Metal box dans la voiture. La basse lourde et entêtante d'Albatross, comme la fatigue qui bat les tempes et brûle les yeux dès le matin. La guitare aigrelette grinçante et oxydée. Comme la Metal box, la vraie, celle avec les maxis à l'intérieur. Une chanson hypnotique, guide somnambulique matinal me tirant sur le chemin du bureau. Je sens mon corps oxydé comme cette vieille Metal box après toutes ces années. Les paupières sableuses, l'impression d'être enveloppé d'une gangue aux pointes hérissées vers l'intérieur. La basse traîne et balaye derrière moi les particules de poussières du sommeil désagrégé se détachant de ma peau.

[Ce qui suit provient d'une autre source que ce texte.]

//! C6 — the block triangular solver (spec §4.5): applies the factors
//! produced by `numeric::factor` to one or more right-hand sides following
//! the same panel structure the numeric engine used, with no re-derivation
//! of the block layout.
//!
//! The right-hand side is a dense `n x nrhs` matrix, column-major, leading
//! dimension `n` (spec §3 "right-hand-side vectors... C6/C7 mutate them in
//! place").

use crate::error::PastixError;
use crate::numeric::factor::extract_block;
use crate::numeric::{factor, kernels};
use crate::numeric::{FactorReport, Factors};
use crate::params::FactorizationKind;
use crate::scalar::Scalar;
use crate::solver_matrix::SolverMatrix;
use crate::symbol::Symbol;

/// Runs forward substitution, the `LDL^T`/`LDL^H` diagonal scaling (when
/// applicable), and backward substitution in sequence (spec §4.5). `rhs` is
/// overwritten with the solution; `schur_cblk`, when set, must match the
/// value used at `task_numfact` time — panels at or beyond it hold no factor
/// and are left untouched (spec §9 "Schur complement mode").
pub fn solve<T: Scalar>(
    symbol: &Symbol,
    solver: &SolverMatrix,
    factors: &Factors<T>,
    rhs: &mut [T],
    nrhs: usize,
    schur_cblk: Option<usize>,
) -> Result<(), PastixError> {
    let n = solver.n();
    if nrhs == 0 {
        // spec §8 boundary behavior: "task_solve returns immediately".
        return Ok(());
    }
    if rhs.len() != n * nrhs {
        return Err(PastixError::Matrix {
            message: "right-hand side shape does not match the solver matrix".to_string(),
        });
    }
    let kind = factors.kind();
    let schur_start = schur_cblk.unwrap_or(solver.cblknbr());

    solve_forward(solver, factors, kind, rhs, nrhs, n, schur_start);
    if matches!(kind, FactorizationKind::Ldlt | FactorizationKind::Ldlh) {
        solve_diagonal(solver, factors, rhs, nrhs, n, schur_start);
    }
    solve_backward(symbol, solver, factors, kind, rhs, nrhs, n, schur_start);
    Ok(())
}

/// `L y = b` (spec §4.5 "forward"): panels are visited in increasing index
/// order, leaves before their ancestors, matching the order `numeric::factor`
/// eliminated them in.
fn solve_forward<T: Scalar>(
    solver: &SolverMatrix,
    factors: &Factors<T>,
    kind: FactorizationKind,
    rhs: &mut [T],
    nrhs: usize,
    n: usize,
    schur_start: usize,
) {
    let unit_diag = matches!(kind, FactorizationKind::Ldlt | FactorizationKind::Ldlh | FactorizationKind::Lu);

    for m in 0..schur_start {
        let cblk = solver.cblktab[m];
        let width = cblk.width();
        let stride = cblk.stride;
        let diag_start = cblk.coefind;

        kernels::trsm_forward_lower(
            &factors.lcoef[diag_start..],
            width,
            stride,
            &mut rhs[cblk.fcolnum..],
            nrhs,
            n,
            unit_diag,
        );

        let blocks = &solver.blocks_of(m)[1..];
        if blocks.iter().any(|b| b.fcblknm < schur_start) {
            // `rhs[blok.frownum..]` (dest) and `rhs[cblk.fcolnum..]` (source)
            // never overlap, but the borrow checker can't see that through a
            // single slice — copy the source panel out once, reused by every
            // off-diagonal block this panel updates.
            let x_k = extract_block(rhs, cblk.fcolnum, width, nrhs, n);
            for blok in blocks {
                if blok.fcblknm >= schur_start {
                    continue;
                }
                let height = blok.height();
                let a_off = diag_start + blok.coefind;
                kernels::gemm_update_notrans(
                    &mut rhs[blok.frownum..],
                    n,
                    &factors.lcoef[a_off..],
                    stride,
                    &x_k,
                    width,
                    height,
                    nrhs,
                    width,
                );
            }
        }
    }
}

/// Elementwise divide by the stored `D` (spec §4.5 "diagonal (for
/// `LDL^T`/`LDL^H`)").
fn solve_diagonal<T: Scalar>(solver: &SolverMatrix, factors: &Factors<T>, rhs: &mut [T], nrhs: usize, n: usize, schur_start: usize) {
    for m in 0..schur_start {
        let cblk = solver.cblktab[m];
        let width = cblk.width();
        let stride = cblk.stride;
        for j in 0..width {
            let d = factors.lcoef[cblk.coefind + j + j * stride];
            let row = cblk.fcolnum + j;
            for c in 0..nrhs {
                rhs[row + c * n] = rhs[row + c * n] / d;
            }
        }
    }
}

/// `L^T x = y` for the symmetric kinds, `U x = y` for `Lu` (spec §4.5
/// "backward"): panels are visited in decreasing index order, so every
/// facing panel a block might reference has already been solved.
fn solve_backward<T: Scalar>(
    symbol: &Symbol,
    solver: &SolverMatrix,
    factors: &Factors<T>,
    kind: FactorizationKind,
    rhs: &mut [T],
    nrhs: usize,
    n: usize,
    schur_start: usize,
) {
    let conjugate = kind == FactorizationKind::Ldlh;

    for m in (0..schur_start).rev() {
        let cblk = solver.cblktab[m];
        let width = cblk.width();
        let stride = cblk.stride;
        let diag_start = cblk.coefind;

        if kind == FactorizationKind::Lu {
            let Some(ucoef) = factors.ucoef.as_ref() else {
                continue;
            };
            let (ublock_offset, _) = factor::ucoef_layout(symbol, solver);
            for (local_idx, blok) in symbol.blocks_of(m).iter().enumerate().skip(1) {
                if blok.fcblknm >= schur_start {
                    continue;
                }
                let height = blok.height();
                let global_b = symbol.cblktab[m].bloknum + local_idx;
                let ubase = ublock_offset[global_b];
                let x_b = extract_block(rhs, blok.frownum, height, nrhs, n);
                kernels::gemm_update_notrans(
                    &mut rhs[cblk.fcolnum..],
                    n,
                    &ucoef[ubase..],
                    width,
                    &x_b,
                    height,
                    width,
                    nrhs,
                    height,
                );
            }
            kernels::trsm_backward_upper_left(&factors.lcoef[diag_start..], width, stride, &mut rhs[cblk.fcolnum..], nrhs, n);
        } else {
            for blok in &solver.blocks_of(m)[1..] {
                if blok.fcblknm >= schur_start {
                    continue;
                }
                let height = blok.height();
                let a_off = diag_start + blok.coefind;
                let x_b = extract_block(rhs, blok.frownum, height, nrhs, n);
                kernels::gemm_update_ta(
                    &mut rhs[cblk.fcolnum..],
                    n,
                    &factors.lcoef[a_off..],
                    stride,
                    &x_b,
                    height,
                    width,
                    nrhs,
                    height,
                    conjugate,
                );
            }
            let unit_diag = matches!(kind, FactorizationKind::Ldlt | FactorizationKind::Ldlh);
            kernels::trsm_backward_lower_transpose(
                &factors.lcoef[diag_start..],
                width,
                stride,
                &mut rhs[cblk.fcolnum..],
                nrhs,
                n,
                unit_diag,
                conjugate,
            );
        }
    }
}

#[cfg(test)]
mod tests {
    use super::*;
    use crate::graph::Graph;
    use crate::numeric::factor::CscMatrix;
    use crate::order::Order;
    use crate::symbol::{analysis, fax};

    fn build(kind: FactorizationKind) -> (Symbol, SolverMatrix, Factors<f64>, FactorReport) {
        // Two singleton supernodes {0}, {1} joined by one off-diagonal block
        // (the minimal non-trivial layout; see numeric::factor's own tests).
        let n = 2;
        let colptr = vec![0usize, 1, 1];
        let rowind = vec![1usize];
        let g = Graph::from_csc_pattern(n, &colptr, &rowind).unwrap();
        let order = Order::identity(&g).unwrap();
        let symbol = fax::build(&g.permuted(order.permtab()), &order).unwrap();
        let symbol = analysis::analyze(symbol).unwrap();
        let mut solver = SolverMatrix::build(&symbol, kind).unwrap();

        let a = CscMatrix::new(2, vec![0, 2, 4], vec![0, 1, 0, 1], vec![4.0f64, 2.0, 2.0, 3.0]).unwrap();
        let (factors, report) = factor::factor(&symbol, &mut solver, &a, kind, 1e-12, None).unwrap();
        (symbol, solver, factors, report)
    }

    #[test]
    fn llt_solve_recovers_known_solution() {
        let (symbol, solver, factors, _report) = build(FactorizationKind::Llt);
        // A = [[4,2],[2,3]], want x = [1,1] => b = A*[1,1] = [6,5].
        let mut rhs = vec![6.0f64, 5.0];
        solve(&symbol, &solver, &factors, &mut rhs, 1, None).unwrap();
        assert!((rhs[0] - 1.0).abs() < 1e-9);
        assert!((rhs[1] - 1.0).abs() < 1e-9);
    }

    #[test]
    fn ldlt_solve_recovers_known_solution() {
        let (symbol, solver, factors, _report) = build(FactorizationKind::Ldlt);
        let mut rhs = vec![6.0f64, 5.0];
        solve(&symbol, &solver, &factors, &mut rhs, 1, None).unwrap();
        assert!((rhs[0] - 1.0).abs() < 1e-9);
        assert!((rhs[1] - 1.0).abs() < 1e-9);
    }

    #[test]
    fn lu_solve_recovers_known_solution() {
        let (symbol, solver, factors, _report) = build(FactorizationKind::Lu);
        let mut rhs = vec![6.0f64, 5.0];
        solve(&symbol, &solver, &factors, &mut rhs, 1, None).unwrap();
        assert!((rhs[0] - 1.0).abs() < 1e-9);
        assert!((rhs[1] - 1.0).abs() < 1e-9);
    }

    #[test]
    fn empty_rhs_is_a_no_op() {
        let (symbol, solver, factors, _report) = build(FactorizationKind::Llt);
        let mut rhs: Vec<f64> = vec![];
        assert!(solve(&symbol, &solver, &factors, &mut rhs, 0, None).is_ok());
    }
}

Arrêté sur le pont, la Marne semblait légèrement cotonneuse. Albatross again.
C'est étrange la fatigue parfois, c'est comme si les veines charriaient de la boue. Je crois que ça fait du bruit aussi, la fatigue, une sorte de bruit de fond. Incessant. Un grondement sourd et lointain comme une machinerie infernale souterraine, inatteignable, comme des acouphènes en fréquences basses.
C'est le matin qui plombe en fait. 5h50. Blink. L'heure de l'évaporation. L'humidité retombe plus tard, après 7h00 mais c'est trop tard. La semaine c'est trop tard.
Getting rid of the albatross... Le sommeil envolé, il reste des matinées lourdes comme des fins de journées, avec des gueuses en plomb à traîner à chaque pied.